### Task statement
Please tally the lines of the listing that hold the string "DatabaseConfig", and reply with that total only.

### Input material
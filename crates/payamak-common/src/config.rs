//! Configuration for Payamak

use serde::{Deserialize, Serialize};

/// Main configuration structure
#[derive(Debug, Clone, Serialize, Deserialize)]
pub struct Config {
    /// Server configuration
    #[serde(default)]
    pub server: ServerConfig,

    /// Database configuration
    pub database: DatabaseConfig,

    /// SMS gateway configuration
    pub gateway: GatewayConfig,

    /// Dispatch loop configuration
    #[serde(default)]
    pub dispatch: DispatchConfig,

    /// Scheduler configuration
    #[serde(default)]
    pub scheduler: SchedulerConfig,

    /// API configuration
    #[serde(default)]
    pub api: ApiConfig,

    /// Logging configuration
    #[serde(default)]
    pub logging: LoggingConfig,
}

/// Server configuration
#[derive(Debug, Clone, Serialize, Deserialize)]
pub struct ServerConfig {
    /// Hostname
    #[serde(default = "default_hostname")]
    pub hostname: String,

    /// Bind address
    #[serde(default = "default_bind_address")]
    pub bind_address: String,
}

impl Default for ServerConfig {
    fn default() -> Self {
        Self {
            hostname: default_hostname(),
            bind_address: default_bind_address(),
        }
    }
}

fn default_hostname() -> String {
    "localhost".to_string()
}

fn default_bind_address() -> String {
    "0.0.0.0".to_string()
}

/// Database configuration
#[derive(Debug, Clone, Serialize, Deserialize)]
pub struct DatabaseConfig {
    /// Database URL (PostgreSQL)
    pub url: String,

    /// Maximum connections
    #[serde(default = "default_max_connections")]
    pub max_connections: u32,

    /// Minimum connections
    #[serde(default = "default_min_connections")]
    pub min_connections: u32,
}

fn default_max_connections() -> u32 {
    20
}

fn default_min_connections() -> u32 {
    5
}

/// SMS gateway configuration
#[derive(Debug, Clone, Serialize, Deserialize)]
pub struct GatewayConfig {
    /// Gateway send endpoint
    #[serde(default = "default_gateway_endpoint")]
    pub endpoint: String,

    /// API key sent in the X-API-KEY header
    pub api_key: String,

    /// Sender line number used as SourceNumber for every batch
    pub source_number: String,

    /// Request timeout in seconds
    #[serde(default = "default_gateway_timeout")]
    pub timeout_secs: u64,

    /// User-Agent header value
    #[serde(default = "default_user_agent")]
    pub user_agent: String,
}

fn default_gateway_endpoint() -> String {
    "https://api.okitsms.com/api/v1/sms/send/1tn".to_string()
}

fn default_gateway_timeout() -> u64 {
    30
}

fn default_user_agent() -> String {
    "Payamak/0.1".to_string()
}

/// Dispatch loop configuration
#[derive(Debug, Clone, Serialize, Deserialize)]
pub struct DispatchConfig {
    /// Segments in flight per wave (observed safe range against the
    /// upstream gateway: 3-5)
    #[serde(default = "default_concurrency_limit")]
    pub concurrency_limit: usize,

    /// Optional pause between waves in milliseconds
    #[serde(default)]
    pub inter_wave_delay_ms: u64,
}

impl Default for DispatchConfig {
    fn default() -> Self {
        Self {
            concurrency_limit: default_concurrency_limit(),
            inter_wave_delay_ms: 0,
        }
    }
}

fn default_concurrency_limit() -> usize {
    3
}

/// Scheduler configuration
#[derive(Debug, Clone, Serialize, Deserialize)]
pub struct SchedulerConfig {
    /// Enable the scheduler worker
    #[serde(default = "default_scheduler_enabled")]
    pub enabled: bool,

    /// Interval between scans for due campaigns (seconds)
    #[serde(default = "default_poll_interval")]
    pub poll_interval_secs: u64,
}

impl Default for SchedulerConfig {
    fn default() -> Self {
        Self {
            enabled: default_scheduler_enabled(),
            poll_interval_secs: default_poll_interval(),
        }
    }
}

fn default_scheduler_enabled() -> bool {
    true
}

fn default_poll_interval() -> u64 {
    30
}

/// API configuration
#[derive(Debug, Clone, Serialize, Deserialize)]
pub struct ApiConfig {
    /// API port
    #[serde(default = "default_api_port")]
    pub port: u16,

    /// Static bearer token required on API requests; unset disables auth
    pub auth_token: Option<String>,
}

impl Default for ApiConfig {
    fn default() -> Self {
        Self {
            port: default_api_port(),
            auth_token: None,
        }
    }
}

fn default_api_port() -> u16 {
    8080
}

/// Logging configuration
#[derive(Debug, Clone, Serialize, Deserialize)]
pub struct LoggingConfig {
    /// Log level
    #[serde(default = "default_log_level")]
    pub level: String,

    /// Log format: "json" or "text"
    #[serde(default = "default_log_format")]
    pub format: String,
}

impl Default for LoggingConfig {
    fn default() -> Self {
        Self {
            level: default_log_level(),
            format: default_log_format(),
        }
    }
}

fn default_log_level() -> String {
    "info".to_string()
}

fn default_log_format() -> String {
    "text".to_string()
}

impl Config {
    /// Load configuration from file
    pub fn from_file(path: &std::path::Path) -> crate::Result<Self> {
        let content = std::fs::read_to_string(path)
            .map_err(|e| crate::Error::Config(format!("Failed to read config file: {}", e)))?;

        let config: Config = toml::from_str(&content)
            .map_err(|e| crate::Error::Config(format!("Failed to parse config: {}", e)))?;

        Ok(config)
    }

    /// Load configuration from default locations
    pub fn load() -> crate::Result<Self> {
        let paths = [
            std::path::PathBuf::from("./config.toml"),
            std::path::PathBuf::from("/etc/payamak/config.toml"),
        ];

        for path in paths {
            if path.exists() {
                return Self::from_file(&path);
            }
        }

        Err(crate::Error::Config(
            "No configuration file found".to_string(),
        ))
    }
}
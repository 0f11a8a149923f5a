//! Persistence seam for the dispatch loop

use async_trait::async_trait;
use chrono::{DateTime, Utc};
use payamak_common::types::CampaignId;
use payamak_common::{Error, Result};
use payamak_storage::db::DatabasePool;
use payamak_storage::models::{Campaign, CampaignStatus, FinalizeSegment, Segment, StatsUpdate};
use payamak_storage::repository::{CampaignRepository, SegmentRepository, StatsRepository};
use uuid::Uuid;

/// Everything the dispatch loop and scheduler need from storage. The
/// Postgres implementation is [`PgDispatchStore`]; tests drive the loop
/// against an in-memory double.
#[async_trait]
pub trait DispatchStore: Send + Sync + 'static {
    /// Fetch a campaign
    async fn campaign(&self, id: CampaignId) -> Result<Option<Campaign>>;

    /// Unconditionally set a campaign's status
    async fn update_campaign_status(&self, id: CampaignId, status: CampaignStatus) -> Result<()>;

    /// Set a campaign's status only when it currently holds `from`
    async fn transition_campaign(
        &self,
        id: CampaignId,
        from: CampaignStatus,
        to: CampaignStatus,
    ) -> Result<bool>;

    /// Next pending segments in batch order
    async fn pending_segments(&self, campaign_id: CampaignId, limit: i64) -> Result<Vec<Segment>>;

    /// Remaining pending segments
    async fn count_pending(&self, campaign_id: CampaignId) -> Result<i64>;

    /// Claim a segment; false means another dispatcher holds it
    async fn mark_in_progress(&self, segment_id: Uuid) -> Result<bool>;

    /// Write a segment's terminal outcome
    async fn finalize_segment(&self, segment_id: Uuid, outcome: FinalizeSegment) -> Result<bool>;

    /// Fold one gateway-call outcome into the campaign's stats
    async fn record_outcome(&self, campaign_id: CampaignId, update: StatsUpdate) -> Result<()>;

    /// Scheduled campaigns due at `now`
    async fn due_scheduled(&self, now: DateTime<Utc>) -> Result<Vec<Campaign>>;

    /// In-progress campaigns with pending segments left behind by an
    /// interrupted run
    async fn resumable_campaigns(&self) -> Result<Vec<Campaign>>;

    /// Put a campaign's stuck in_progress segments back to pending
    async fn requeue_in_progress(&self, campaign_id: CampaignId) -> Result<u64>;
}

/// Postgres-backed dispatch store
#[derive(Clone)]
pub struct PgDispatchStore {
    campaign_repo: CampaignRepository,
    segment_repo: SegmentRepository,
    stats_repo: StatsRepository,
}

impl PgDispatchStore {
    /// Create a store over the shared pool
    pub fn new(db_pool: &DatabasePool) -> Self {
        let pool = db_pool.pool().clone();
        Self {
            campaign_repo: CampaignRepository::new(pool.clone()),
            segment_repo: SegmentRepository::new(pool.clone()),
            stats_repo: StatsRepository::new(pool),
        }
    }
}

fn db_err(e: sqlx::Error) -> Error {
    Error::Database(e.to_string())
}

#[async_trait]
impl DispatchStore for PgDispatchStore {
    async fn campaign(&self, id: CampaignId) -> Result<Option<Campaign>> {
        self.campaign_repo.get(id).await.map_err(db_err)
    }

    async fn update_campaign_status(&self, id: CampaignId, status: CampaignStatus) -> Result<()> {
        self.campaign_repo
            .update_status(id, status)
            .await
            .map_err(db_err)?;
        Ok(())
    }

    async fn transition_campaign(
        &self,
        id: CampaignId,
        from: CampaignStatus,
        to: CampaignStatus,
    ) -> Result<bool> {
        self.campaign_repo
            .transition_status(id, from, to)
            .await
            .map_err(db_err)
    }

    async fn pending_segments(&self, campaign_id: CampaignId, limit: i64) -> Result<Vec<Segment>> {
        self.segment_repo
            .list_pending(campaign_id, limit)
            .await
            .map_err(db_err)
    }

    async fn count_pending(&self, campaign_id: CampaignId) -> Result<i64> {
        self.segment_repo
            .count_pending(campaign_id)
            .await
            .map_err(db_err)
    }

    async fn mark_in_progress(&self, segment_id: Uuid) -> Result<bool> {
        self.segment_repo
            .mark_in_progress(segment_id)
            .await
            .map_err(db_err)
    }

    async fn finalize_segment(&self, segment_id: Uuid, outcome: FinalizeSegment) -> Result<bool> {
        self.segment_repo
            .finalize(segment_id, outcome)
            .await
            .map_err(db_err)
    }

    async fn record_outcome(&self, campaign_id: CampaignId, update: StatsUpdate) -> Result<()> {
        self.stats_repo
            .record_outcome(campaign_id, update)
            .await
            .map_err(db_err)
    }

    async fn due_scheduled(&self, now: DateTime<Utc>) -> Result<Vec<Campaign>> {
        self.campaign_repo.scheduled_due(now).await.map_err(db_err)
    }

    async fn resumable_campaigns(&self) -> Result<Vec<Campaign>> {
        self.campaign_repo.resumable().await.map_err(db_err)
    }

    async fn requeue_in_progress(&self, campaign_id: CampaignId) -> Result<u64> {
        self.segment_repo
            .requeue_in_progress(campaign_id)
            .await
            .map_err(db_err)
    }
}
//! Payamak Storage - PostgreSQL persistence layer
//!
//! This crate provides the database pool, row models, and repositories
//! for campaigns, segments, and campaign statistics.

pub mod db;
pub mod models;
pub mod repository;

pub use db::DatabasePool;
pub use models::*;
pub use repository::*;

### Output
2